Another issue is IBM’s balance sheet. It had some $32.8 billion in long-term debt at the end of September, along with total liabilities of $104.6 billion. Yahoo! Finance even showed the balance sheet having negative net tangible assets for at least the past three years. That figure removed some $35 billion or so in goodwill and intangible assets of 2013 from the balance sheet. Still, IBM’s September 30 balance sheet had over $9.5 billion in cash and cash equivalents and another $16.1 billion or so in long-term investments.

24/7 Wall St. also named IBM as one of 10 companies and stocks that would not be saved by the bull market alone. In essence, IBM will have to make some big decisions ahead to get its stock back on track.

One bit of good news is that IBM is still one of the planet’s top spenders in research and development. Why this matters is that companies with large R&D budgets are said to make for some of the most sound long-term investments. Does that mean that IBM could be an accidental DJIA winner in 2014? Perhaps, but something currently not priced into the stock has to occur.

ALSO READ: The Bullish and Bearish Case for AT&T in 2015

IBM only just recently finally dropped its $20 in earnings per share goal for the end of 2015. IBM has been cutting costs endlessly to get there, and frankly it was weighing heavily on workers inside the company. Even a company as large as IBM can only take out so much incentive from technology salespeople before they go elsewhere. IBM is supposed to be one of the backlog kings. Even with that backlog of $128 billion at the end of the last quarter, that was down 7% from a year earlier and its margin was under pressure as well.
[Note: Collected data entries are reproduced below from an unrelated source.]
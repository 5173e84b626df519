//! Application session aggregate
//!
//! A [`Session`] owns the window pump, the negotiated device and context,
//! and the swapchain, and sequences their creation and teardown. It is an
//! ordinary owned value: construct as many as the process needs, pass them
//! where they are used. [`Host`] layers the classic one-session-per-process
//! surface on top for applications that want it.
//!
//! Field declaration order in [`Session`] is teardown order: swapchain
//! before context and device, device before the backend.

use thiserror::Error;

use crate::config::{GfxFlags, InitParams};
use crate::display::{self, DisplayInventory};
use crate::gfx::backend::{ChainDesc, GfxBackend};
use crate::gfx::negotiate::negotiate;
use crate::gfx::swapchain::{RenderTargets, Swapchain};
use crate::gfx::tier::CapabilityTier;
use crate::gfx::GfxError;
use crate::window::events::{Callbacks, EventSink, MouseButton};
use crate::window::shell::{self, MessagePump, Router};
use crate::window::ShellError;

/// Session construction and lifecycle errors
#[derive(Error, Debug)]
pub enum SessionError {
    /// A [`Host`] already owns a live session
    #[error("a session is already initialized")]
    AlreadyInitialized,

    /// Rejected initialization parameters
    #[error("invalid parameters: {0}")]
    InvalidParams(String),

    /// Graphics device or swapchain failure
    #[error(transparent)]
    Gfx(#[from] GfxError),

    /// Window-system failure
    #[error(transparent)]
    Shell(#[from] ShellError),
}

/// The platform session: window pump, device, context and swapchain.
pub struct Session<B: GfxBackend, P: MessagePump> {
    name: String,
    vsync: bool,
    fullscreen: bool,
    tier: CapabilityTier,
    router: Router,
    // teardown order: chain resources, then context and device, then the
    // backend they came from
    swapchain: Swapchain<B>,
    context: B::Context,
    device: B::Device,
    backend: B,
    pump: Option<P>,
}

impl<B: GfxBackend, P: MessagePump> Session<B, P> {
    /// Create a full windowed session: negotiate a device on the requested
    /// adapter, build the swapchain on `target`, and bind its views as the
    /// context's render targets.
    pub fn windowed(
        backend: B,
        pump: P,
        target: B::Target,
        name: &str,
        params: &InitParams,
    ) -> Result<Self, SessionError> {
        log::info!("starting session \"{}\"", name);
        Self::build(backend, Some(pump), target, name, params)
    }

    /// Create a device-only session on a caller-supplied presentation
    /// target: same device, swapchain and render-target sequencing as
    /// [`Self::windowed`], but no window shell and no message loop. The
    /// caller owns the window the target was made from.
    pub fn device_only(
        backend: B,
        target: B::Target,
        name: &str,
        params: &InitParams,
    ) -> Result<Self, SessionError> {
        log::info!("starting device-only session \"{}\"", name);
        Self::build(backend, None, target, name, params)
    }

    fn build(
        mut backend: B,
        pump: Option<P>,
        target: B::Target,
        name: &str,
        params: &InitParams,
    ) -> Result<Self, SessionError> {
        params.validate().map_err(SessionError::InvalidParams)?;
        let (width, height) = params.resolved_size();
        let debug = params.flags.contains(GfxFlags::DEBUG);

        let negotiated = negotiate(&mut backend, params.adapter_ordinal, params.tier, debug)?;
        let mut context = negotiated.context;

        let desc = ChainDesc {
            width,
            height,
            refresh_rate: params.refresh_rate,
            fullscreen: params.flags.contains(GfxFlags::FULLSCREEN),
            vsync: params.flags.contains(GfxFlags::VSYNC),
        };
        let swapchain = Swapchain::create(&mut backend, &negotiated.device, target, &desc)?;
        if let Some(targets) = swapchain.targets() {
            backend.bind_render_targets(
                &mut context,
                targets.render_target_view(),
                targets.depth_stencil_view(),
            );
        }

        Ok(Self {
            name: name.to_string(),
            vsync: desc.vsync,
            fullscreen: desc.fullscreen,
            tier: negotiated.tier,
            router: Router::new(swapchain.width(), swapchain.height(), false),
            swapchain,
            context,
            device: negotiated.device,
            backend,
            pump,
        })
    }

    /// Drive the message loop until the window is destroyed or quit is
    /// requested. Resizes reach the swapchain before the sink's resize
    /// callback. Returns immediately on a device-only session.
    pub fn run(&mut self, sink: &mut dyn EventSink) {
        let Some(pump) = self.pump.as_mut() else {
            log::warn!("run() called on a device-only session");
            return;
        };

        let backend = &mut self.backend;
        let device = &self.device;
        let context = &mut self.context;
        let swapchain = &mut self.swapchain;
        let router = &mut self.router;

        let mut resize_hook = |width: u32, height: u32| {
            match swapchain.resize(backend, device, width, height) {
                Ok(()) => {
                    if let Some(targets) = swapchain.targets() {
                        backend.bind_render_targets(
                            context,
                            targets.render_target_view(),
                            targets.depth_stencil_view(),
                        );
                    }
                }
                Err(e) => log::error!("swapchain resize to {}x{} failed: {}", width, height, e),
            }
        };

        shell::run(pump, router, sink, &mut resize_hook);
    }

    /// Present the back buffer with the session's vsync policy
    pub fn present(&mut self) -> Result<(), SessionError> {
        self.swapchain
            .present(&mut self.backend, &self.device, self.vsync)?;
        Ok(())
    }

    /// Adapter and display-mode inventory of this session's backend
    pub fn display_inventory(&mut self) -> Result<DisplayInventory, SessionError> {
        let adapters = self.backend.adapter_records()?;
        let outputs = match self.pump.as_mut() {
            Some(pump) => pump.outputs(),
            None => Vec::new(),
        };
        Ok(display::build_inventory(adapters, outputs))
    }

    /// Session name
    pub fn name(&self) -> &str {
        &self.name
    }

    /// Tier the device was opened at
    pub fn tier(&self) -> CapabilityTier {
        self.tier
    }

    /// The open device
    pub fn device(&self) -> &B::Device {
        &self.device
    }

    /// The device's immediate context
    pub fn context(&self) -> &B::Context {
        &self.context
    }

    /// The window pump.
    ///
    /// # Panics
    /// Panics on a device-only session, which has no pump.
    pub fn pump(&self) -> &P {
        self.pump
            .as_ref()
            .expect("device-only session has no window pump")
    }

    /// The window pump, mutably.
    ///
    /// # Panics
    /// Panics on a device-only session, which has no pump.
    pub fn pump_mut(&mut self) -> &mut P {
        self.pump
            .as_mut()
            .expect("device-only session has no window pump")
    }

    /// Current client width in pixels
    pub fn width(&self) -> u32 {
        self.router.width()
    }

    /// Current client height in pixels
    pub fn height(&self) -> u32 {
        self.router.height()
    }

    /// Whether the window currently has the foreground
    pub fn is_active(&self) -> bool {
        self.router.is_active()
    }

    /// Keep polling (and updating) while in the background
    pub fn set_always_active(&mut self, always_active: bool) {
        self.router.set_always_active(always_active);
    }

    /// The swapchain's resource group, when it is ready
    pub fn targets(&self) -> Option<&RenderTargets<B>> {
        self.swapchain.targets()
    }
}

impl<B: GfxBackend, P: MessagePump> Drop for Session<B, P> {
    fn drop(&mut self) {
        self.swapchain.destroy(&mut self.backend);
        if self.fullscreen {
            // The backend left exclusive mode during destroy; the window
            // system's mode switch is the pump's to undo.
            if let Some(pump) = self.pump.as_mut() {
                pump.exit_fullscreen();
            }
            self.fullscreen = false;
        }
        log::info!("session \"{}\" shut down", self.name);
    }
}

/// One-session-per-process surface over [`Session`].
///
/// Owns at most one live session plus a [`Callbacks`] table, mirroring the
/// classic init / set callbacks / run / shutdown application shape.
pub struct Host<B: GfxBackend, P: MessagePump> {
    session: Option<Session<B, P>>,
    callbacks: Callbacks,
}

impl<B: GfxBackend, P: MessagePump> Default for Host<B, P> {
    fn default() -> Self {
        Self::new()
    }
}

impl<B: GfxBackend, P: MessagePump> Host<B, P> {
    /// An empty host with no live session
    pub fn new() -> Self {
        Self {
            session: None,
            callbacks: Callbacks::new(),
        }
    }

    /// Initialize the windowed session. Fails with
    /// [`SessionError::AlreadyInitialized`] when one is already live.
    pub fn init_windowed(
        &mut self,
        backend: B,
        pump: P,
        target: B::Target,
        name: &str,
        params: &InitParams,
    ) -> Result<(), SessionError> {
        if self.session.is_some() {
            return Err(SessionError::AlreadyInitialized);
        }
        self.session = Some(Session::windowed(backend, pump, target, name, params)?);
        Ok(())
    }

    /// Initialize a device-only session on a caller-supplied target. Fails
    /// with [`SessionError::AlreadyInitialized`] when one is already live.
    pub fn init_device_only(
        &mut self,
        backend: B,
        target: B::Target,
        name: &str,
        params: &InitParams,
    ) -> Result<(), SessionError> {
        if self.session.is_some() {
            return Err(SessionError::AlreadyInitialized);
        }
        self.session = Some(Session::device_only(backend, target, name, params)?);
        Ok(())
    }

    /// Tear the session down. A no-op when none is live.
    pub fn shutdown(&mut self) {
        self.session = None;
    }

    /// Whether a session is currently live
    pub fn is_initialized(&self) -> bool {
        self.session.is_some()
    }

    /// The live session.
    ///
    /// # Panics
    /// Panics when no session is initialized.
    pub fn session(&self) -> &Session<B, P> {
        self.session.as_ref().expect("no session is initialized")
    }

    /// The live session, mutably.
    ///
    /// # Panics
    /// Panics when no session is initialized.
    pub fn session_mut(&mut self) -> &mut Session<B, P> {
        self.session.as_mut().expect("no session is initialized")
    }

    /// Run the message loop against the bound callbacks
    pub fn run(&mut self) {
        if let Some(session) = self.session.as_mut() {
            session.run(&mut self.callbacks);
        }
    }

    /// Bind the window-created callback
    pub fn set_create_fn(&mut self, f: impl FnMut() + 'static) {
        self.callbacks.set_create_fn(f);
    }

    /// Bind the window-destroyed callback
    pub fn set_destroy_fn(&mut self, f: impl FnMut() + 'static) {
        self.callbacks.set_destroy_fn(f);
    }

    /// Bind the resize callback
    pub fn set_resize_fn(&mut self, f: impl FnMut(u32, u32) + 'static) {
        self.callbacks.set_resize_fn(f);
    }

    /// Bind the activation-change callback
    pub fn set_activate_fn(&mut self, f: impl FnMut(bool) + 'static) {
        self.callbacks.set_activate_fn(f);
    }

    /// Bind the keypress callback
    pub fn set_keypress_fn(&mut self, f: impl FnMut(char, u32) + 'static) {
        self.callbacks.set_keypress_fn(f);
    }

    /// Bind the per-iteration update callback
    pub fn set_update_fn(&mut self, f: impl FnMut() + 'static) {
        self.callbacks.set_update_fn(f);
    }

    /// Bind the mouse-button-down callback
    pub fn set_mouse_down_fn(&mut self, f: impl FnMut(i32, i32, MouseButton) + 'static) {
        self.callbacks.set_mouse_down_fn(f);
    }

    /// Bind the mouse-button-up callback
    pub fn set_mouse_up_fn(&mut self, f: impl FnMut(i32, i32, MouseButton) + 'static) {
        self.callbacks.set_mouse_up_fn(f);
    }

    /// Bind the mouse-move callback
    pub fn set_mouse_move_fn(&mut self, f: impl FnMut(i32, i32) + 'static) {
        self.callbacks.set_mouse_move_fn(f);
    }
}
Having Warren Buffett as a top shareholder is supposed to be a good thing. It has not helped IBM at all, despite the stock now being a top holding at Berkshire Hathaway. It was announced in 2014 that GlobalFoundries would acquire IBM’s Microelectronics OEM semiconductor business and manufacturing operations. Unfortunately, that loss from discontinued operations in the third quarter included a non-recurring pretax charge of $4.7 billion, or $3.3 billion net of tax. IBM even disclosed that it would transfer approximately $1.5 billion in cash to GlobalFoundries in the deal.

After a dividend-adjusted performance of -12.4% in 2014, IBM’s total upside, with the dividend included, for 2015 is expected to be 7.8%. The good news is that IBM’s highest analyst target price of $198 would imply upside north of 25%, if you include its dividend yield. The bad news is that analyst price targets here have tended to keep drifting lower for more than a year now.

It is very easy to remain negative when it comes to IBM. Still, investors often look for the DJIA’s biggest losers to be the surprise recovery stocks for the next year. IBM peaked around $215 back in early 2013, but that now feels like a very long time ago. If Rometty has any big plans up her sleeve, she might want to get them started.